THE PROBLEM
When the string "nope" occurs in a line of the records, show that line.

Collected data entries:

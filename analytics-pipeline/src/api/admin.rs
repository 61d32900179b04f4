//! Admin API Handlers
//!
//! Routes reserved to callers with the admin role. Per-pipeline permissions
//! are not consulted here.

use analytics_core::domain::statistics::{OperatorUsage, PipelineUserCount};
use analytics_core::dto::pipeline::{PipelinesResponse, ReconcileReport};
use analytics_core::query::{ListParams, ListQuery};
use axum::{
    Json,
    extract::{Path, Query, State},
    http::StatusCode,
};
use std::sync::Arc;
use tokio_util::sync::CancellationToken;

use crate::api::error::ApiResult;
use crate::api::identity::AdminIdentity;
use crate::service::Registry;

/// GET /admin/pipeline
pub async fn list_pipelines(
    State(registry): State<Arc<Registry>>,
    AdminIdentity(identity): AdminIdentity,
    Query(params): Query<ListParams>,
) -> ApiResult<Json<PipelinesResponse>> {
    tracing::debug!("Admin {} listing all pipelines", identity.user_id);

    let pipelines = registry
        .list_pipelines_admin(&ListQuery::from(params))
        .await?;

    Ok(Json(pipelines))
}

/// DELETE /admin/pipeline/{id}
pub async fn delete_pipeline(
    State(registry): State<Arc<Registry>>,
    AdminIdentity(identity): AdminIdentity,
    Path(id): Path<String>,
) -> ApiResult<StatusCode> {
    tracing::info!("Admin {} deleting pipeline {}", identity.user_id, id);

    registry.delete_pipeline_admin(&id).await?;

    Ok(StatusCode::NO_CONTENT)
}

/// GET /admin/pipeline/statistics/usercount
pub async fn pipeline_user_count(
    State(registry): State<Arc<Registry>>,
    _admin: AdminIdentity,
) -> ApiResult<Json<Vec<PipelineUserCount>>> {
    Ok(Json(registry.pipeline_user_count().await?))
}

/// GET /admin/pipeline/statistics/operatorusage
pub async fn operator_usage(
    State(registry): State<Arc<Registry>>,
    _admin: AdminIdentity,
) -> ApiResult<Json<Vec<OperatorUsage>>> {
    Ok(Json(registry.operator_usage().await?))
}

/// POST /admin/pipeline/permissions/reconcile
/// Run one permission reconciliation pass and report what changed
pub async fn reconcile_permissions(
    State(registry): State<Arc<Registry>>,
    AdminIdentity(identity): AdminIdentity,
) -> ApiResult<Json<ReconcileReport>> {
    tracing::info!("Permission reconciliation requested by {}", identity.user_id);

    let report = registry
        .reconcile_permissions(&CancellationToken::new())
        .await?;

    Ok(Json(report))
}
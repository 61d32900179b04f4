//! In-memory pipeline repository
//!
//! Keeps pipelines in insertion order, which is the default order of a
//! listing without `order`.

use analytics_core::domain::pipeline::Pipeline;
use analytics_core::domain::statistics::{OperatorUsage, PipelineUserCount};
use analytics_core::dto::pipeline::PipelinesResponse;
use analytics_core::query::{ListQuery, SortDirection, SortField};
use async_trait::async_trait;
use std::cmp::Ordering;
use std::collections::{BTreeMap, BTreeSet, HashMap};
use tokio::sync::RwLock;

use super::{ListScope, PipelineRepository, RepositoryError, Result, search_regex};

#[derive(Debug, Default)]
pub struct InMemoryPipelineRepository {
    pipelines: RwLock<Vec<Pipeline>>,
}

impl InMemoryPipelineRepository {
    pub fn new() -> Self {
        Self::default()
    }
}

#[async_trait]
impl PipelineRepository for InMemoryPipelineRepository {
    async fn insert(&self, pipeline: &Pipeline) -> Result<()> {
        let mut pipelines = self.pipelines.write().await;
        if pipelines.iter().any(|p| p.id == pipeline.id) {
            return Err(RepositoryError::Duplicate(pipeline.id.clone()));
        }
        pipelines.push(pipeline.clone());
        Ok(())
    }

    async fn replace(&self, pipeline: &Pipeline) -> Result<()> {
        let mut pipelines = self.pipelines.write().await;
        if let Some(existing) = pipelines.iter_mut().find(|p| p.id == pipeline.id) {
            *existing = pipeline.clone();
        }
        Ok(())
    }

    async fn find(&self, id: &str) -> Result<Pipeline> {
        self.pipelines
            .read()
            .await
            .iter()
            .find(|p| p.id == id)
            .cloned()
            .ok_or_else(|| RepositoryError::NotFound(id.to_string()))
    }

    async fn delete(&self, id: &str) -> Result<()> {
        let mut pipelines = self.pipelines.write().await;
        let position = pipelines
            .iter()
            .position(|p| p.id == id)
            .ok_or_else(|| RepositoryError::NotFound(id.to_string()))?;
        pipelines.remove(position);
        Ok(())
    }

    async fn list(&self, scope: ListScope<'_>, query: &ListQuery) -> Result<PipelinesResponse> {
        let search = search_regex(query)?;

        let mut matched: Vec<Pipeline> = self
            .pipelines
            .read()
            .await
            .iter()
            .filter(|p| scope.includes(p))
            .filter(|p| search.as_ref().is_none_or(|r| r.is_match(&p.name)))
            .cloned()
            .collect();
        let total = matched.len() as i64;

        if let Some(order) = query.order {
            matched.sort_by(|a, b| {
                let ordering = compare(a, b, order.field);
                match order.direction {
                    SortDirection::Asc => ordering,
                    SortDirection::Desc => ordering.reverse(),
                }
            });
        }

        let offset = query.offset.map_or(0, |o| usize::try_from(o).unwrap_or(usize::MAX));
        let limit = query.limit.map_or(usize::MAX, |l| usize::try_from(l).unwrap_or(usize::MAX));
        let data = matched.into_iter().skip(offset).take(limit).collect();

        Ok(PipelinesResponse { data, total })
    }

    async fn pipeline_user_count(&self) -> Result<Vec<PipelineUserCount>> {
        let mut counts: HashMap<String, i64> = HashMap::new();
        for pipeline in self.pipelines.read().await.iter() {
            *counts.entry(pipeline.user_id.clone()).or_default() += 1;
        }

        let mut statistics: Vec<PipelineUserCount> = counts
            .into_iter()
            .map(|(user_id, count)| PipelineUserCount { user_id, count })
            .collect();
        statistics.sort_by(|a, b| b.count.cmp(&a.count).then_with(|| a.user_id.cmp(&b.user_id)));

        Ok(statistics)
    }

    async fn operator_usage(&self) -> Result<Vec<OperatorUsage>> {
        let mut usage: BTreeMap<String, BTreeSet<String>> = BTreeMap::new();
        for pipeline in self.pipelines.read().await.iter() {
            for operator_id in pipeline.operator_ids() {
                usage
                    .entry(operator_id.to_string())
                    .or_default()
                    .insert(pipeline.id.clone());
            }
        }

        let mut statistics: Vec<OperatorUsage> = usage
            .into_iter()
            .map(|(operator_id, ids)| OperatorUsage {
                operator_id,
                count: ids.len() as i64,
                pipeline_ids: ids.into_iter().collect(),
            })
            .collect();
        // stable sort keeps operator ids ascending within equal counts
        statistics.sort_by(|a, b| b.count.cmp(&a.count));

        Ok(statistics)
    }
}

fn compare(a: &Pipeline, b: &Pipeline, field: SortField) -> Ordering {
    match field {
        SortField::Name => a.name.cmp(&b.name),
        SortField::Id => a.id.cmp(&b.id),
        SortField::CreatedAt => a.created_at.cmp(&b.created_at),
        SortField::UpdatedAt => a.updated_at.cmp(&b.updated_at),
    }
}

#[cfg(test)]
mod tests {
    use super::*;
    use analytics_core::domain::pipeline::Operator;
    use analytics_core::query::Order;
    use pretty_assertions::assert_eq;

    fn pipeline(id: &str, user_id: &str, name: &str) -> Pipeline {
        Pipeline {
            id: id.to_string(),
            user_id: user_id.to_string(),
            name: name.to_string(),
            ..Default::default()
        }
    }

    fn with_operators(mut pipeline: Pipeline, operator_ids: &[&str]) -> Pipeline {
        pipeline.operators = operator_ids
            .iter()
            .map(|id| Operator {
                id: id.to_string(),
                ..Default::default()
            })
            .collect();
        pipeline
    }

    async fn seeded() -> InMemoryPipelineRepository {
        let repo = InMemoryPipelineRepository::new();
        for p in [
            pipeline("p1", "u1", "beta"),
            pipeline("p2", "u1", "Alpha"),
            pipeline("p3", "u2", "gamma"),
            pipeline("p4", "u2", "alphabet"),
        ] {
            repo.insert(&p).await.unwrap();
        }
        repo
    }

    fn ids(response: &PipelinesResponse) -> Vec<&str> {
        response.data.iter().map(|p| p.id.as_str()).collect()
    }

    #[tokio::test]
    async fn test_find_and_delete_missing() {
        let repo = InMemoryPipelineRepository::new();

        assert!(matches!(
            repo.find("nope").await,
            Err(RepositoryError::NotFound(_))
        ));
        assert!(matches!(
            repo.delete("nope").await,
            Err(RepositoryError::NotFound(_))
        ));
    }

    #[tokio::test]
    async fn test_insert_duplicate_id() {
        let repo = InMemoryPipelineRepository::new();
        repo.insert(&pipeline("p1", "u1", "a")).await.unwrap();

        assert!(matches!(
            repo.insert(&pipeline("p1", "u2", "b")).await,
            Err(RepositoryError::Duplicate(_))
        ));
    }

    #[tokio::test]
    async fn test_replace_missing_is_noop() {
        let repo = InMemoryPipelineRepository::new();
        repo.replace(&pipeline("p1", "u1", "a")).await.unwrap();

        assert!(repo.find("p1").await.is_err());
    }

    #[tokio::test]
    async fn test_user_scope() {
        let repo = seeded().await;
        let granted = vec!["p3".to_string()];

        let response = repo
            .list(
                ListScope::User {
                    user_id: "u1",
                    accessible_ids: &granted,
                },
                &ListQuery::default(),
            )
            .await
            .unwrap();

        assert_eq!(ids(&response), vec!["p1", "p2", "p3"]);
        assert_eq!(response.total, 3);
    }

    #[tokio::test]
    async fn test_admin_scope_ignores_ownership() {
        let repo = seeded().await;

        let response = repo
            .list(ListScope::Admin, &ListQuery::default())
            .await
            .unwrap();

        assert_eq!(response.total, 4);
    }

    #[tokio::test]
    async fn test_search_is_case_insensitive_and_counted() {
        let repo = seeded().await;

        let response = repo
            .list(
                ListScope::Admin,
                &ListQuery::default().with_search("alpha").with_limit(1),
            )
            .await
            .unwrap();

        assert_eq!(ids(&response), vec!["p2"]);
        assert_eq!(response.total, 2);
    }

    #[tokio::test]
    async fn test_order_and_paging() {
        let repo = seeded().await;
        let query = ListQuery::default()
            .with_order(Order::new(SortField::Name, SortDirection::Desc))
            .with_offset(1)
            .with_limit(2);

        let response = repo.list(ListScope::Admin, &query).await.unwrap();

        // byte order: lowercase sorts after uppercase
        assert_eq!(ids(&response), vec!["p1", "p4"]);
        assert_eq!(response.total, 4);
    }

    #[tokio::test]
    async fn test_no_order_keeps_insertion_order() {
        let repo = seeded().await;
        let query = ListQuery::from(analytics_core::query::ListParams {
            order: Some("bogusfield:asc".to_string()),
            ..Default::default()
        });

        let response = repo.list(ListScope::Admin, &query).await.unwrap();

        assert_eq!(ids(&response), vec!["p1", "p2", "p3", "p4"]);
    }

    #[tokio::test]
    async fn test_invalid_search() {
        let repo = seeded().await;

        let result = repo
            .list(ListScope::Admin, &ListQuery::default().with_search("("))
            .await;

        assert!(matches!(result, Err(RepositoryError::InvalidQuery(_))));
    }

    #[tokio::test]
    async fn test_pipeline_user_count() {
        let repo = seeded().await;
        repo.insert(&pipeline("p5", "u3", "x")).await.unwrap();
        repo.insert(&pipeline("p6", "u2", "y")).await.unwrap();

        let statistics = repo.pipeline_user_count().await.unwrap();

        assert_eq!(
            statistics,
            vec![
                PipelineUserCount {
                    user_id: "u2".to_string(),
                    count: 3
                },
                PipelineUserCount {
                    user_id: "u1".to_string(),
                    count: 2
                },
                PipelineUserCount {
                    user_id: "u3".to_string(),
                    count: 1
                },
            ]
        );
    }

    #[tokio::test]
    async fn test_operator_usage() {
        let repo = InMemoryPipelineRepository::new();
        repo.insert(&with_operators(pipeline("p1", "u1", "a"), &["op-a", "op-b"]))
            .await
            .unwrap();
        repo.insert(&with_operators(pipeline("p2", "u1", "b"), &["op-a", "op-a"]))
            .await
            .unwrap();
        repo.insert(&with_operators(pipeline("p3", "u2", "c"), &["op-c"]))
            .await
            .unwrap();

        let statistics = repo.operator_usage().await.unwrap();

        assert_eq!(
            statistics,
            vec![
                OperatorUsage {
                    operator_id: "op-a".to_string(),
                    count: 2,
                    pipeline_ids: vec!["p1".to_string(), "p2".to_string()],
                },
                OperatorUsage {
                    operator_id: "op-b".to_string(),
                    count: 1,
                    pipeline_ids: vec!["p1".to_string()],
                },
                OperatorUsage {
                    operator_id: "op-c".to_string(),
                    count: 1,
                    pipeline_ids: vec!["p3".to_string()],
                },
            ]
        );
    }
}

EXERCISE OUTPUT
            repo.find("nope").await,
            repo.delete("nope").await,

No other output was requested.